Particularmente es a Mariano Azuela a quien le dedica más espacio en su estudio, acaso por tratarse de la novela Los de abajo, que está claramente mejor documentada y porque es el texto que ofrece la identificación de una elaboración literaria y artística más robusta y moderna en su mexicanidad y en sus habilidades narrativas (estilo). Resulta muy atractiva la forma como revisa la crítica y la recepción de esta obra desde los distintos estudios que han bordado sobre la riqueza lingüística y literaria (se habla de una “función identitaria” entre la lengua y sus personajes). Resulta interesante, además, la extensa digresión que dedica su autor a las distintas acepciones y registros de la palabra “mocho” (santurrón vs rapado, pelón) a lo largo del siglo XIX, o bien de “ansina” (así), ofreciendo con ello ejemplos de la riqueza verbal de Los de abajo, un trabajo que merecería -para el autor- “un libro dedicado a ella” (p. 235). Con Azuela, el estudioso identifica sus alcances léxicos a partir de las virtudes de una confección literaria de las voces en donde no es necesaria la anotación, sino que creía que era más funcional que la obra misma proporcione las claves para la pertinente descodificación de voces abstrusas en una primer lectura (p. 208). También advierte “el extraño desplazamiento semántico que han sufrido […] ciertas voces de origen castizo” (p. 209) (“lebrón”) en México, así como el uso abundante de voces de origen prehispánico, en Lizardi y Azuela, para mostrar cómo se trata de mexicanismos diacrónicos (“titipuchal”). Concluye con unas páginas dedicadas al problema de las traducciones de dicha obra, y a las “voces propias del movimiento armado, algunas de las cuales mantienen cierta vigencia gracias a la literatura” (p. 214) (“bilimbique”, “carranclanes”, etc.), o expresiones populares vigentes como “pónganse changos”, “hacerse guaje”, “mitote”, etc.). Con toda esta variedad de ejemplos, Rafael Olea Franco logra mostrar la vigencia artística de la obra, particularmente en su riqueza lingüística (p. 236).

Finalmente, no está de más sugerir que, para la próxima edición, la elaboración de un índice onomástico sería recomendable ya que ofrecería una lectura distinta de los múltiples vocablos y expresiones que su autor ha documentado con algunas hipótesis interesantes. Por último, llama la atención que no se utilice el Corpus Diacrónico y Diatópico del Español de América (CORDIAM) de Concepción Company, una herramienta que ofrecería datos adicionales sobre la historia de algunos vocablos.

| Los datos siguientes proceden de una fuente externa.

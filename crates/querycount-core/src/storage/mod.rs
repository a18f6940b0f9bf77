//! Record store access for submissions.
//!
//! Handlers depend on the `SubmissionStore` trait rather than a concrete
//! pool so routing can be exercised against the in-memory store in `mock`.
//! The production implementation is the PostgreSQL repository in
//! `submissions`.
//!
//! No explicit transactions are issued. Each statement is assumed atomic and
//! isolation is left to the database engine.

use std::{future::Future, pin::Pin};

use crate::{
    error::Result,
    models::{NewSubmission, Submission, SubmissionId},
};

pub mod mock;
pub mod submissions;

pub use submissions::Repository;

/// Number of submissions returned by the recent listing.
pub const RECENT_LIMIT: usize = 5;

/// Boxed future returned by store operations.
pub type StoreFuture<'a, T> = Pin<Box<dyn Future<Output = Result<T>> + Send + 'a>>;

/// Storage operations required by the HTTP handlers.
pub trait SubmissionStore: Send + Sync + 'static {
    /// Returns up to `limit` submissions, newest first.
    ///
    /// Ordered by creation time descending with ties broken by id
    /// descending.
    fn list_recent(&self, limit: usize) -> StoreFuture<'_, Vec<Submission>>;

    /// Inserts a submission and returns the stored row.
    ///
    /// The creation time comes from the store's clock and `ai_reply` is
    /// always empty. The row is re-read by id after insert; if that read
    /// fails the error is `CoreError::InsertedRecordUnavailable` and the row
    /// remains persisted.
    fn create(&self, submission: NewSubmission) -> StoreFuture<'_, Submission>;

    /// Finds a submission by id.
    fn find_by_id(&self, id: SubmissionId) -> StoreFuture<'_, Option<Submission>>;
}
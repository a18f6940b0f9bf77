//! Query count submission service.
//!
//! Main entry point. Loads configuration, prepares the record store and the
//! webhook notifier, then serves HTTP until a shutdown signal arrives.

use std::{sync::Arc, time::Duration};

use anyhow::{Context, Result};
use querycount_api::{start_server, AppState, Config};
use querycount_core::storage::Repository;
use querycount_notify::Notifier;
use sqlx::postgres::PgPoolOptions;
use tracing::{info, warn};

/// Time the notifier worker gets to flush queued jobs after the server stops.
const NOTIFIER_DRAIN_TIMEOUT: Duration = Duration::from_secs(5);

#[tokio::main]
async fn main() -> Result<()> {
    let dotenv = dotenvy::dotenv();

    let config = Config::load()?;
    init_tracing(&config.rust_log);

    match dotenv {
        Ok(path) => info!(path = %path.display(), "Loaded environment file"),
        Err(e) => info!(error = %e, "No environment file loaded"),
    }

    info!(
        database_url = %config.database_url_masked(),
        host = %config.host,
        port = config.port,
        static_dir = %config.static_dir.display(),
        webhook_enabled = config.webhook_enabled(),
        "Configuration loaded"
    );

    let pool = create_database_pool(&config).await?;
    info!("Database connection pool established");

    let repository = Repository::new(Arc::new(pool.clone()));
    repository.health_check().await.context("Failed to verify database connection")?;
    repository.ensure_schema().await.context("Failed to create submissions table")?;
    info!("Submissions table ready");

    let (notifier, notifier_worker) =
        Notifier::spawn(config.to_notifier_config()).context("Failed to start notifier")?;

    let state = AppState::new(Arc::new(repository), notifier);
    let addr = config.parse_server_addr()?;

    start_server(state, config.to_router_options(), addr).await.context("Server failed")?;

    if let Some(worker) = notifier_worker {
        match tokio::time::timeout(NOTIFIER_DRAIN_TIMEOUT, worker).await {
            Ok(Ok(())) => info!("Notifier stopped"),
            Ok(Err(e)) => warn!(error = %e, "Notifier worker panicked"),
            Err(_) => warn!("Notifier did not drain before timeout, dropping queued jobs"),
        }
    }

    pool.close().await;
    info!("Database connections closed");

    info!("Shutdown complete");
    Ok(())
}

/// Initializes tracing, preferring `RUST_LOG` over the configured filter.
fn init_tracing(default_filter: &str) {
    use tracing_subscriber::{fmt, layer::SubscriberExt, util::SubscriberInitExt, EnvFilter};

    let filter = EnvFilter::try_from_default_env()
        .or_else(|_| EnvFilter::try_new(default_filter))
        .unwrap_or_else(|_| EnvFilter::new("info"));

    let fmt_layer = fmt::layer()
        .with_target(true)
        .with_thread_ids(true)
        .with_file(true)
        .with_line_number(true);

    tracing_subscriber::registry().with(filter).with(fmt_layer).init();
}

/// Creates the database connection pool with retry logic.
async fn create_database_pool(config: &Config) -> Result<sqlx::PgPool> {
    const MAX_RETRIES: u32 = 5;
    const RETRY_DELAY: Duration = Duration::from_secs(2);

    let mut retries = 0;
    loop {
        match PgPoolOptions::new()
            .max_connections(config.database_max_connections)
            .acquire_timeout(Duration::from_secs(config.database_connection_timeout))
            .connect(&config.database_url)
            .await
        {
            Ok(pool) => return Ok(pool),
            Err(e) if retries < MAX_RETRIES => {
                retries += 1;
                warn!(
                    attempt = retries,
                    max_retries = MAX_RETRIES,
                    error = %e,
                    "Database connection failed, retrying"
                );
                tokio::time::sleep(RETRY_DELAY).await;
            },
            Err(e) => {
                return Err(e).context("Failed to create database connection pool after retries");
            },
        }
    }
}
//! Best-effort webhook notification for newly created submissions.
//!
//! The API hands each new submission to a [`Notifier`] handle, which queues
//! it for a background worker that POSTs `{id, title, codeSnippet}` to the
//! configured endpoint. Nothing is retried and no outcome ever reaches the
//! request that triggered the notification.
//!
//! # Example
//!
//! ```no_run
//! use querycount_core::SubmissionId;
//! use querycount_notify::{Notifier, NotifierConfig};
//!
//! # async fn example() -> querycount_notify::Result<()> {
//! let config = NotifierConfig {
//!     webhook_url: Some("https://hooks.example.com/query-count".to_string()),
//!     ..NotifierConfig::default()
//! };
//! let (notifier, _worker) = Notifier::spawn(config)?;
//!
//! notifier.notify(SubmissionId(1), "fix loop", "for(i=0;i<n;i++)");
//! # Ok(())
//! # }
//! ```

#![forbid(unsafe_code)]
#![warn(missing_docs)]

pub mod client;
pub mod error;
pub mod notifier;

pub use client::{ClientConfig, WebhookClient, WebhookPayload};
pub use error::{NotifyError, Result};
pub use notifier::{Notifier, NotifierConfig};

/// Default HTTP timeout for a webhook call in seconds.
pub const DEFAULT_TIMEOUT_SECONDS: u64 = 10;

/// Default number of notifications that may wait for the worker.
pub const DEFAULT_QUEUE_CAPACITY: usize = 256;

Sin duda, La lengua literaria mexicana: de la Independencia a la Revolución (1816-1920) es un estudio que pone sobre la mesa del lector la riqueza de una lengua literaria mexicana que, como diría Antonio Alatorre de la lengua española, goza de buena salud.

1Algunos estudios del español de América, y muy concretamente de los mexicanismos, son los que hicieron lexicógrafos y bibliógrafos como Joaquín García Icazbalceta y Francisco J. Santamaría, hasta los realizados por Antonio Alatorre, José Moreno de Alba, Luis Fernando Lara y Gabriel Zaid, entre otros.

2Me refiero a los trabajos del Diario de México (1805-1812) y de la Arcadia Mexicana, por ejemplo.

3Rafael Olea Franco adopta como uno de sus documentos importantes el texto de 1844 de Melchor Ocampo, Idiotismos hispano-mexicanos, en Obras completas, México, Ediciones El Caballito, 1978, t. III, pp. 81-153. Este texto es de los escasos testimonios que existen y habría que contrastarlo con la escasa crítica literaria de la época.

4En este punto de los alcances y los debates literarios se pueden consultar los trabajos de Esther Martínez Luna y de Christopher Domínguez M.

5Véase José Gómez de la Cortina, Ecsamen crítico de algunas de las piezas literarias contenidas en el libro intitulado El año nuevo, México, Imprenta de Ignacio Cumplido, 1837.

6Véase el texto de Quintana Roo reproducido en la “Sección literaria” en el periódico El Oriente (1850), una carta que envía a Anastasio de Ochoa con motivo de la aparición del libro Poesías de un mexicano en 1829; o bien las de José María Heredia a mexicanos como Castillo y Lanzas en 1826, a Francisco Ortega en 1830, a Calderón y a Pesado en Miscelánea de 1830.

7Véase José Zorrilla, México y los mexicanos, selección, prólogo y notas de Pablo Mora, México, Conaculta, 2000.